Exercise details |
Transcribe only part of the material below: the lines from the one containing "queue = VecDeque::with_capacity(allocator.preallocate(policy));" through the one containing "queue.push_back(envelope);", inclusive, exactly as written.

Data |
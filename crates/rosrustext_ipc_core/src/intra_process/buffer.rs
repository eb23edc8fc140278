use std::collections::VecDeque;
use std::sync::atomic::{AtomicU64, AtomicUsize, Ordering};
use std::sync::{Arc, Mutex, MutexGuard, PoisonError};

use crate::error::{CoreError, Result};

use super::{
    AllocationStrategy, CapacityPolicy, HeapAllocation, OwnedMessage, Ownership,
    OwnershipEnvelope, SharedMessage,
};

/// Per-subscription FIFO of intra-process messages.
///
/// Semantics:
/// - producers never block on the consumer; keep-last evicts the oldest entry instead
/// - shared and owned messages may be mixed; each slot remembers its own form
/// - the preferred take mode is fixed at construction and never derived from contents
/// - `has_data` is a lock-free read so the poll thread never contends with producers
#[derive(Debug)]
pub struct IntraProcessBuffer<M> {
    name: String,
    policy: CapacityPolicy,
    // Keep-last depth clamped to the allocator's slot limit.
    evict_at: Option<usize>,
    take_mode: Ownership,
    allocator: Arc<dyn AllocationStrategy>,
    queue: Mutex<VecDeque<OwnershipEnvelope<M>>>,
    // Mirrors queue.len(); only written while the queue lock is held.
    len: AtomicUsize,
    inserted: AtomicU64,
    evicted: AtomicU64,
    consumed: AtomicU64,
}

impl<M> IntraProcessBuffer<M> {
    /// Buffer backed by the global heap.
    pub fn new(name: impl Into<String>, policy: CapacityPolicy, take_mode: Ownership) -> Self {
        Self::with_allocator(name, policy, take_mode, Arc::new(HeapAllocation))
    }

    pub fn with_allocator(
        name: impl Into<String>,
        policy: CapacityPolicy,
        take_mode: Ownership,
        allocator: Arc<dyn AllocationStrategy>,
    ) -> Self {
        let queue = VecDeque::with_capacity(allocator.preallocate(policy));
        let evict_at = policy.capacity().map(|depth| match allocator.slot_limit() {
            Some(limit) => depth.min(limit),
            None => depth,
        });

        Self {
            name: name.into(),
            policy,
            evict_at,
            take_mode,
            allocator,
            queue: Mutex::new(queue),
            len: AtomicUsize::new(0),
            inserted: AtomicU64::new(0),
            evicted: AtomicU64::new(0),
            consumed: AtomicU64::new(0),
        }
    }

    pub fn name(&self) -> &str {
        &self.name
    }

    pub fn policy(&self) -> CapacityPolicy {
        self.policy
    }

    pub fn take_mode(&self) -> Ownership {
        self.take_mode
    }

    pub fn add_shared(&self, message: SharedMessage<M>) -> Result<()> {
        self.add(OwnershipEnvelope::store_shared(message))
    }

    pub fn add_owned(&self, message: OwnedMessage<M>) -> Result<()> {
        self.add(OwnershipEnvelope::store_owned(message))
    }

    /// Append at the tail, evicting the head first when a keep-last buffer is full.
    ///
    /// A keep-last buffer counts as full at `min(depth, slot limit)`, so it never
    /// refuses a producer. Only keep-all buffers can fail, with `ResourceExhaustion`;
    /// on failure the queue is left untouched.
    pub fn add(&self, envelope: OwnershipEnvelope<M>) -> Result<()> {
        let mut queue = self.lock_queue();

        let evict = matches!(self.evict_at, Some(depth) if depth > 0 && queue.len() >= depth);
        if evict {
            // Occupancy does not grow, so neither the strategy nor the heap is consulted.
            let _stale = queue.pop_front();
            self.evicted.fetch_add(1, Ordering::Relaxed);
        } else {
            self.allocator.admit(queue.len())?;
            queue.try_reserve(1)?;
        }

        queue.push_back(envelope);
        self.len.store(queue.len(), Ordering::Release);
        self.inserted.fetch_add(1, Ordering::Relaxed);
        Ok(())
    }

    /// Wait-set readiness predicate.
    pub fn has_data(&self) -> bool {
        self.len.load(Ordering::Acquire) > 0
    }

    pub fn len(&self) -> usize {
        self.len.load(Ordering::Acquire)
    }

    pub fn is_empty(&self) -> bool {
        !self.has_data()
    }

    pub fn use_take_shared_method(&self) -> bool {
        self.take_mode == Ownership::Shared
    }

    /// Remove the head entry in whatever form it was stored.
    pub fn consume(&self) -> Result<OwnershipEnvelope<M>> {
        let mut queue = self.lock_queue();
        let envelope = queue
            .pop_front()
            .ok_or_else(|| CoreError::empty_buffer(self.name.clone()))?;
        self.len.store(queue.len(), Ordering::Release);
        self.consumed.fetch_add(1, Ordering::Relaxed);
        Ok(envelope)
    }

    /// Ownership form of the head entry, if any.
    pub fn front_ownership(&self) -> Option<Ownership> {
        self.lock_queue().front().map(OwnershipEnvelope::ownership)
    }

    /// Remove the head entry only if it was stored shared.
    ///
    /// On `TypeMismatch` the entry stays queued.
    pub fn take_shared(&self) -> Result<SharedMessage<M>> {
        self.take_matching(Ownership::Shared)?.take_shared()
    }

    /// Remove the head entry only if it was stored owned.
    ///
    /// On `TypeMismatch` the entry stays queued.
    pub fn take_owned(&self) -> Result<OwnedMessage<M>> {
        self.take_matching(Ownership::Owned)?.take_owned()
    }

    fn take_matching(&self, wanted: Ownership) -> Result<OwnershipEnvelope<M>> {
        let mut queue = self.lock_queue();
        let found = queue
            .front()
            .map(OwnershipEnvelope::ownership)
            .ok_or_else(|| CoreError::empty_buffer(self.name.clone()))?;
        if found != wanted {
            return Err(CoreError::type_mismatch(wanted.label(), found.label()));
        }

        let envelope = queue
            .pop_front()
            .ok_or_else(|| CoreError::empty_buffer(self.name.clone()))?;
        self.len.store(queue.len(), Ordering::Release);
        self.consumed.fetch_add(1, Ordering::Relaxed);
        Ok(envelope)
    }

    /// Head entry as a shared message; owned entries are moved into an `Arc`.
    pub fn consume_shared(&self) -> Result<SharedMessage<M>> {
        self.consume().map(OwnershipEnvelope::into_shared)
    }

    /// Drop everything still queued; returns how many entries were discarded.
    pub fn clear(&self) -> usize {
        let mut queue = self.lock_queue();
        let dropped = queue.len();
        queue.clear();
        self.len.store(0, Ordering::Release);
        dropped
    }

    pub fn inserted_count(&self) -> u64 {
        self.inserted.load(Ordering::Relaxed)
    }

    pub fn evicted_count(&self) -> u64 {
        self.evicted.load(Ordering::Relaxed)
    }

    pub fn consumed_count(&self) -> u64 {
        self.consumed.load(Ordering::Relaxed)
    }

    fn lock_queue(&self) -> MutexGuard<'_, VecDeque<OwnershipEnvelope<M>>> {
        // A panicking holder cannot leave the deque half-updated, so the data stays usable.
        self.queue.lock().unwrap_or_else(PoisonError::into_inner)
    }
}

impl<M: Clone> IntraProcessBuffer<M> {
    /// Head entry as an owned message; shared entries are copied unless uniquely held.
    pub fn consume_owned(&self) -> Result<OwnedMessage<M>> {
        self.consume().map(OwnershipEnvelope::into_owned)
    }
}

Answer section |
        let queue = VecDeque::with_capacity(allocator.preallocate(policy));
        let evict_at = policy.capacity().map(|depth| match allocator.slot_limit() {
            Some(limit) => depth.min(limit),
            None => depth,
        });

        Self {
            name: name.into(),
            policy,
            evict_at,
            take_mode,
            allocator,
            queue: Mutex::new(queue),
            len: AtomicUsize::new(0),
            inserted: AtomicU64::new(0),
            evicted: AtomicU64::new(0),
            consumed: AtomicU64::new(0),
        }
    }

    pub fn name(&self) -> &str {
        &self.name
    }

    pub fn policy(&self) -> CapacityPolicy {
        self.policy
    }

    pub fn take_mode(&self) -> Ownership {
        self.take_mode
    }

    pub fn add_shared(&self, message: SharedMessage<M>) -> Result<()> {
        self.add(OwnershipEnvelope::store_shared(message))
    }

    pub fn add_owned(&self, message: OwnedMessage<M>) -> Result<()> {
        self.add(OwnershipEnvelope::store_owned(message))
    }

    /// Append at the tail, evicting the head first when a keep-last buffer is full.
    ///
    /// A keep-last buffer counts as full at `min(depth, slot limit)`, so it never
    /// refuses a producer. Only keep-all buffers can fail, with `ResourceExhaustion`;
    /// on failure the queue is left untouched.
    pub fn add(&self, envelope: OwnershipEnvelope<M>) -> Result<()> {
        let mut queue = self.lock_queue();

        let evict = matches!(self.evict_at, Some(depth) if depth > 0 && queue.len() >= depth);
        if evict {
            // Occupancy does not grow, so neither the strategy nor the heap is consulted.
            let _stale = queue.pop_front();
            self.evicted.fetch_add(1, Ordering::Relaxed);
        } else {
            self.allocator.admit(queue.len())?;
            queue.try_reserve(1)?;
        }

        queue.push_back(envelope);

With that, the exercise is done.